### Problem details
Look through the data below, and copy each line that carries the word "invocation".

(Material supplied begins)

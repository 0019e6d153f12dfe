//! Interpreter selection and command wrapping.

use std::fmt;
use std::str::FromStr;

use crate::error::{Error, Result};

/// Interpreter whose invocation template wraps the raw command.
#[derive(Debug, Clone, Copy, PartialEq, Eq, Hash, Default)]
pub enum CommandType {
    /// `bash -c "<cmd>"`
    #[default]
    Bash,
    /// `sh -c "<cmd>"`
    Sh,
    /// `powershell -Command "<cmd>"`
    PowerShell,
    /// `python -c "<cmd>"`
    Python,
    /// `perl -e "<cmd>"`
    Perl,
    /// `cmd /c "<cmd>"`
    Cmd,
    /// The command is passed through untouched.
    Raw,
}

impl CommandType {
    /// All variants in presentation order.
    pub const ALL: [CommandType; 7] = [
        CommandType::Bash,
        CommandType::Sh,
        CommandType::PowerShell,
        CommandType::Python,
        CommandType::Perl,
        CommandType::Cmd,
        CommandType::Raw,
    ];

    /// Stable machine name used on the command line and in the environment.
    pub const fn name(self) -> &'static str {
        match self {
            CommandType::Bash => "bash",
            CommandType::Sh => "sh",
            CommandType::PowerShell => "powershell",
            CommandType::Python => "python",
            CommandType::Perl => "perl",
            CommandType::Cmd => "cmd",
            CommandType::Raw => "raw",
        }
    }

    /// Human readable label used in status messages.
    pub const fn label(self) -> &'static str {
        match self {
            CommandType::Bash => "Bash",
            CommandType::Sh => "sh",
            CommandType::PowerShell => "PowerShell",
            CommandType::Python => "Python",
            CommandType::Perl => "Perl",
            CommandType::Cmd => "CMD",
            CommandType::Raw => "Raw",
        }
    }

    /// Looks up a type by name, treating anything unrecognized as [`CommandType::Raw`].
    pub fn from_name_lossy(name: &str) -> Self {
        name.parse().unwrap_or(CommandType::Raw)
    }
}

impl fmt::Display for CommandType {
    fn fmt(&self, f: &mut fmt::Formatter<'_>) -> fmt::Result {
        f.write_str(self.label())
    }
}

impl FromStr for CommandType {
    type Err = Error;

    fn from_str(s: &str) -> Result<Self> {
        let needle = s.trim();
        CommandType::ALL
            .into_iter()
            .find(|ty| ty.name().eq_ignore_ascii_case(needle))
            .ok_or_else(|| Error::UnknownCommandType(s.to_string()))
    }
}

/// Escapes a command for a double-quoted POSIX shell, Python or Perl string.
///
/// `"` becomes `\"` and `$` becomes `\$`. Backslashes are left alone.
pub fn escape_posix(input: &str) -> String {
    escape_with(input, |c| match c {
        '"' => Some("\\\""),
        '$' => Some("\\$"),
        _ => None,
    })
}

/// Escapes a command for a double-quoted PowerShell string.
///
/// `"` becomes `` `" `` and `$` becomes `` `$ ``.
pub fn escape_powershell(input: &str) -> String {
    escape_with(input, |c| match c {
        '"' => Some("`\""),
        '$' => Some("`$"),
        _ => None,
    })
}

/// Escapes a command for `cmd.exe`.
///
/// `"` becomes `""` and every `%` is doubled, unconditionally. This does not
/// cover the remaining `cmd` metacharacters.
pub fn escape_cmd(input: &str) -> String {
    escape_with(input, |c| match c {
        '"' => Some("\"\""),
        '%' => Some("%%"),
        _ => None,
    })
}

// Single pass, so a replacement is never fed back into another rule.
fn escape_with(input: &str, replace: impl Fn(char) -> Option<&'static str>) -> String {
    let mut out = String::with_capacity(input.len() + input.len() / 8);
    for c in input.chars() {
        match replace(c) {
            Some(rep) => out.push_str(rep),
            None => out.push(c),
        }
    }
    out
}

/// Wraps `raw` in the invocation template of `ty`.
///
/// Blank input (empty or whitespace only) yields an empty string. Otherwise
/// the command is escaped for the target interpreter and embedded as-is,
/// surrounding whitespace included.
///
/// ```rust
/// use cmdwrap_core::{wrap, CommandType};
///
/// assert_eq!(wrap(CommandType::Cmd, "echo 100%"), "cmd /c \"echo 100%%\"");
/// assert_eq!(wrap(CommandType::Raw, "id"), "id");
/// assert_eq!(wrap(CommandType::Bash, "   "), "");
/// ```
pub fn wrap(ty: CommandType, raw: &str) -> String {
    if raw.trim().is_empty() {
        return String::new();
    }

    match ty {
        CommandType::Bash => format!("bash -c \"{}\"", escape_posix(raw)),
        CommandType::Sh => format!("sh -c \"{}\"", escape_posix(raw)),
        CommandType::Python => format!("python -c \"{}\"", escape_posix(raw)),
        CommandType::Perl => format!("perl -e \"{}\"", escape_posix(raw)),
        CommandType::PowerShell => format!("powershell -Command \"{}\"", escape_powershell(raw)),
        CommandType::Cmd => format!("cmd /c \"{}\"", escape_cmd(raw)),
        CommandType::Raw => raw.to_string(),
    }
}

(Material supplied ends)

### Reply
/// Interpreter whose invocation template wraps the raw command.
/// Wraps `raw` in the invocation template of `ty`.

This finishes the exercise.